2 Management defines distributable cash flow, in accordance with Richards Packaging's credit agreement, as EBITDA less interest, cash income tax expense, maintenance capital expenditures and loan payments. Free cash flow is distributable cash flow less distributions. The objective of presenting these measures is to calculate the amount which is available for distribution to unitholders or exchangeable shareholders and to determine the amount available to fund increases in working capital or expansion capital. Investors are cautioned that distributable cash flow should not be construed as an alternative to cash flow from operating, investing and financing activities as a measure of the liquidity and cash flows. Distributable cash flow does not have a standardized meaning prescribed by GAAP and therefore the method of calculating distributable cash flow may not be comparable to similar measures presented by other income trusts.

3 Management defines payout ratio as distributions and dividends declared over distributable cash flow2. The objective of presenting this measure is to calculate the percentage of actual distributions in comparison to the amount available for distribution. Payout ratio does not have a standardized meaning prescribed by GAAP. The Fund's method of calculating the payout ratio may not be comparable to similar measures presented by other income trusts.

4 This release contains certain forward looking information and statements within the meaning of applicable securities laws (collectively "Statements") regarding future growth potential, results of operations, performance and business prospects and opportunities of the Fund. The Statements are frequently identified by the use of such words as "will", "may", "could", "expect", "plan", "anticipate", "believe" and other similar terminology. Specifically this release contains Statements with respect to compliance with certain financial covenants and the recommencement of distributions. These Statements reflect management's current beliefs and are based on information currently available to the management of Richards Packaging.
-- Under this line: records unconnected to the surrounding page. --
//! Grid-based pathfinding using the A* algorithm, and the planning system
//! that keeps every mobile unit's route fresh.
//!
//! # Determinism
//!
//! The open set is ordered by lowest f-score, then by insertion sequence
//! (first pushed, first expanded). Neighbours are always expanded in the
//! order east, south, west, north. Together these make the route a pure
//! function of `(grid, start, goal)`: repeated searches over an unchanged
//! grid return identical routes on every platform.

use std::cmp::Ordering;
use std::collections::{BinaryHeap, HashMap, HashSet};

use crate::components::{EntityId, Team, TargetPreference, UnitKind};
use crate::grid::{NavGrid, TileCoord};
use crate::math::{Fixed, Vec2Fixed};
use crate::simulation::EntityStorage;

/// Direction offsets for 4-connected movement, in expansion order.
const DIRECTIONS: [(i32, i32); 4] = [
    (1, 0),  // East
    (0, 1),  // South
    (-1, 0), // West
    (0, -1), // North
];

/// Cheapest possible step; scales the heuristic so it stays admissible.
const MIN_STEP_COST: u32 = 1;

/// A node in the A* open set priority queue.
#[derive(Debug, Clone, Copy, Eq, PartialEq)]
struct OpenNode {
    tile: TileCoord,
    g_score: u32,
    f_score: u32,
    /// Insertion order; earlier pushes win f-score ties.
    sequence: u64,
}

impl Ord for OpenNode {
    fn cmp(&self, other: &Self) -> Ordering {
        // BinaryHeap is a max-heap; reverse both keys for min-heap behaviour.
        other
            .f_score
            .cmp(&self.f_score)
            .then_with(|| other.sequence.cmp(&self.sequence))
    }
}

impl PartialOrd for OpenNode {
    fn partial_cmp(&self, other: &Self) -> Option<Ordering> {
        Some(self.cmp(other))
    }
}

#[inline]
fn manhattan_heuristic(from: TileCoord, to: TileCoord) -> u32 {
    from.manhattan(to) * MIN_STEP_COST
}

/// Find a route from `start` to `goal`.
///
/// The result starts at `start`, ends at `goal`, and every consecutive pair
/// of tiles shares an edge. An empty route means no route exists, including
/// when either endpoint is outside the grid or not traversable.
#[must_use]
pub fn find_path(grid: &NavGrid, start: TileCoord, goal: TileCoord) -> Vec<TileCoord> {
    if !grid.is_traversable(start) || !grid.is_traversable(goal) {
        return Vec::new();
    }
    if start == goal {
        return vec![start];
    }

    let mut open_set: BinaryHeap<OpenNode> = BinaryHeap::new();
    let mut closed: HashSet<TileCoord> = HashSet::new();
    let mut came_from: HashMap<TileCoord, TileCoord> = HashMap::new();
    let mut g_score: HashMap<TileCoord, u32> = HashMap::new();
    let mut sequence = 0_u64;

    g_score.insert(start, 0);
    open_set.push(OpenNode {
        tile: start,
        g_score: 0,
        f_score: manhattan_heuristic(start, goal),
        sequence,
    });

    while let Some(current) = open_set.pop() {
        if current.tile == goal {
            return reconstruct_path(&came_from, goal);
        }
        if !closed.insert(current.tile) {
            // Superseded entry for an already expanded tile.
            continue;
        }

        for &(dx, dy) in &DIRECTIONS {
            let Some(neighbor) = current.tile.offset(dx, dy) else {
                continue;
            };
            if closed.contains(&neighbor) {
                continue;
            }
            let Some(step_cost) = grid.movement_cost(neighbor) else {
                continue;
            };

            let tentative_g = current.g_score + step_cost;
            if g_score.get(&neighbor).is_some_and(|&g| g <= tentative_g) {
                continue;
            }

            came_from.insert(neighbor, current.tile);
            g_score.insert(neighbor, tentative_g);
            sequence += 1;
            open_set.push(OpenNode {
                tile: neighbor,
                g_score: tentative_g,
                f_score: tentative_g + manhattan_heuristic(neighbor, goal),
                sequence,
            });
        }
    }

    Vec::new()
}

/// Walk `came_from` back from the goal.
fn reconstruct_path(came_from: &HashMap<TileCoord, TileCoord>, goal: TileCoord) -> Vec<TileCoord> {
    let mut path = vec![goal];
    let mut current = goal;

    while let Some(&prev) = came_from.get(&current) {
        path.push(prev);
        current = prev;
    }

    path.reverse();
    path
}

/// Read-only view of a potential target, captured before planning mutates
/// any path.
#[derive(Debug, Clone, Copy)]
struct Candidate {
    id: EntityId,
    kind: UnitKind,
    team: Team,
    position: Vec2Fixed,
    is_structure: bool,
}

/// Pick the closest live unit matching `preference` that is hostile to `team`.
///
/// Ties on squared distance go to the lowest [`EntityId`], i.e. the unit
/// created first.
fn acquire_target(
    candidates: &[Candidate],
    seeker: EntityId,
    team: Team,
    preference: TargetPreference,
    position: Vec2Fixed,
) -> Option<Candidate> {
    candidates
        .iter()
        .filter(|c| c.id != seeker && c.team.is_hostile_to(team) && preference.accepts(c.kind))
        .map(|c| (position.distance_squared(c.position), c))
        .min_by(|(da, a), (db, b)| da.cmp(db).then_with(|| a.id.cmp(&b.id)))
        .map(|(_, c)| *c)
}

/// Number of fresh searches performed by one planning pass.
pub type RepathCount = usize;

/// Refresh routes of every mobile unit that needs one.
///
/// A unit is replanned when it has no destination, when its target has
/// vanished or is dying, when `needs_repath` was raised, when a mobile target
/// has walked off the destination tile, or when its last search found no
/// route and the terrain has changed since. Units with nothing to seek hold
/// position.
pub fn pathfinding_system(
    entities: &mut EntityStorage,
    grid: &NavGrid,
    entity_ids: &[EntityId],
) -> RepathCount {
    let candidates: Vec<Candidate> = entity_ids
        .iter()
        .filter_map(|&id| {
            let entity = entities.get(id)?;
            if !entity.is_alive() {
                return None;
            }
            Some(Candidate {
                id,
                kind: entity.kind,
                team: entity.team,
                position: entity.position?.value,
                is_structure: entity.footprint.is_some(),
            })
        })
        .collect();
    let lookup: HashMap<EntityId, Candidate> = candidates.iter().map(|c| (c.id, *c)).collect();

    let mut repaths = 0;
    for &id in entity_ids {
        let Some(entity) = entities.get_mut(id) else {
            continue;
        };
        if !entity.is_alive() || entity.movement.is_none() {
            continue;
        }
        let team = entity.team;
        let preference = entity.preference.unwrap_or_default();
        let Some(position) = entity.position.map(|p| p.value) else {
            continue;
        };
        let Some(path) = entity.path.as_mut() else {
            continue;
        };

        // Lazy staleness checks.
        if let Some(target_id) = path.target {
            match lookup.get(&target_id) {
                None => {
                    tracing::trace!(unit = id, target = target_id, "path target gone");
                    path.invalidate();
                }
                Some(target) if !target.is_structure => {
                    if grid.world_to_tile(target.position) != path.destination {
                        path.needs_repath = true;
                    }
                }
                Some(_) => {}
            }
        }
        if !path.needs_repath
            && path.destination.is_some()
            && path.waypoints.is_empty()
            && !path.path_completed
            && path.planned_revision != grid.revision()
        {
            path.needs_repath = true;
        }

        if path.destination.is_some() && !path.needs_repath {
            continue;
        }

        let target = path
            .target
            .and_then(|t| lookup.get(&t).copied())
            .or_else(|| acquire_target(&candidates, id, team, preference, position));
        let Some(target) = target else {
            path.invalidate();
            continue;
        };
        let (Some(start), Some(goal)) = (grid.world_to_tile(position), grid.world_to_tile(target.position))
        else {
            path.invalidate();
            continue;
        };

        let mut route = find_path(grid, start, goal);
        repaths += 1;
        let reachable = !route.is_empty();
        if reachable {
            route.remove(0);
        }
        let arrived = reachable && route.is_empty();
        path.target = Some(target.id);
        path.assign(goal, route, grid.revision());
        path.path_completed = arrived;
        path.clear_blockage();

        tracing::debug!(
            unit = id,
            target = target.id,
            ?goal,
            steps = path.waypoints.len(),
            reachable,
            "planned route"
        );
    }

    repaths
}

/// Convert a route's next tile into the world point a unit steers toward.
#[must_use]
pub fn waypoint_position(grid: &NavGrid, tile: TileCoord) -> Vec2Fixed {
    grid.tile_center(tile)
}

/// Squared world distance from `position` to the center of `tile`.
#[must_use]
pub fn distance_squared_to_tile(grid: &NavGrid, position: Vec2Fixed, tile: TileCoord) -> Fixed {
    position.distance_squared(grid.tile_center(tile))
}

#[cfg(test)]
mod tests {
    use super::*;
    use crate::grid::Terrain;

    fn open_grid(width: u32, height: u32) -> NavGrid {
        NavGrid::new(width, height, Fixed::ONE)
    }

    fn tile(x: u32, y: u32) -> TileCoord {
        TileCoord::new(x, y)
    }

    fn assert_valid_route(grid: &NavGrid, route: &[TileCoord], start: TileCoord, goal: TileCoord) {
        assert_eq!(route.first(), Some(&start));
        assert_eq!(route.last(), Some(&goal));
        for pair in route.windows(2) {
            assert!(pair[0].is_adjacent(pair[1]), "{:?} -> {:?} not adjacent", pair[0], pair[1]);
        }
        for step in route {
            assert!(grid.is_traversable(*step), "route crosses blocked tile {step:?}");
        }
    }

    #[test]
    fn test_straight_path_is_shortest() {
        let grid = open_grid(10, 10);
        let route = find_path(&grid, tile(0, 0), tile(5, 0));
        assert_valid_route(&grid, &route, tile(0, 0), tile(5, 0));
        assert_eq!(route.len(), 6);
    }

    #[test]
    fn test_path_around_wall() {
        let mut grid = open_grid(10, 10);
        for y in 2..8 {
            grid.set_terrain(tile(5, y), Terrain::Blocked);
        }

        let route = find_path(&grid, tile(2, 5), tile(8, 5));
        assert_valid_route(&grid, &route, tile(2, 5), tile(8, 5));
        // Detour over or under the wall.
        assert!(route.iter().any(|t| t.y <= 1 || t.y >= 8));
    }

    #[test]
    fn test_no_path_exists() {
        let mut grid = open_grid(10, 10);
        for y in 0..10 {
            grid.set_terrain(tile(5, y), Terrain::Blocked);
        }
        assert!(find_path(&grid, tile(2, 5), tile(8, 5)).is_empty());
    }

    #[test]
    fn test_blocked_or_out_of_bounds_endpoints() {
        let mut grid = open_grid(10, 10);
        grid.set_terrain(tile(0, 0), Terrain::Blocked);
        assert!(find_path(&grid, tile(0, 0), tile(5, 5)).is_empty());
        assert!(find_path(&grid, tile(5, 5), tile(0, 0)).is_empty());
        assert!(find_path(&grid, tile(5, 5), tile(50, 5)).is_empty());
    }

    #[test]
    fn test_path_to_same_tile() {
        let grid = open_grid(10, 10);
        assert_eq!(find_path(&grid, tile(4, 4), tile(4, 4)), vec![tile(4, 4)]);
    }

    #[test]
    fn test_rough_terrain_is_avoided_when_cheaper() {
        let mut grid = open_grid(7, 3);
        for x in 1..6 {
            grid.set_terrain(tile(x, 1), Terrain::Rough);
        }
        let route = find_path(&grid, tile(0, 1), tile(6, 1));
        assert_valid_route(&grid, &route, tile(0, 1), tile(6, 1));
        // Straight through costs 5*2 + 1 = 11, around costs 8.
        assert_eq!(route.len(), 9);
        assert!(route.iter().all(|&t| grid.movement_cost(t) == Some(1)));
    }

    #[test]
    fn test_tie_break_prefers_first_expanded_direction() {
        // Two equally short routes; east is expanded before south.
        let grid = open_grid(2, 2);
        let route = find_path(&grid, tile(0, 0), tile(1, 1));
        assert_eq!(route, vec![tile(0, 0), tile(1, 0), tile(1, 1)]);
    }

    #[test]
    fn test_determinism() {
        let mut grid = open_grid(20, 20);
        for i in 5..15 {
            grid.set_terrain(tile(10, i), Terrain::Blocked);
        }

        let first = find_path(&grid, tile(5, 10), tile(15, 10));
        for _ in 0..10 {
            assert_eq!(find_path(&grid, tile(5, 10), tile(15, 10)), first);
        }
    }
}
A number of factors could cause actual events or results to differ materially from those predicted, expressed or implied in the Statements. Factors that could cause such differences include, among other things, changes in customer and supplier relationships, the extent and duration of the worldwide recession and the impact on order volumes and pricing, competition in the industry, inventory obsolescence, trade risks in respect to foreign suppliers and fluctuations in foreign exchange and interest rates. Although the Statements contained in this release are based upon what management believes to be reasonable assumptions, there can be no assurance that actual results will be consistent with these Statements. These Statements are made as of the date of this release and the Fund assumes no obligation to update or revise them to reflect new events or circumstances.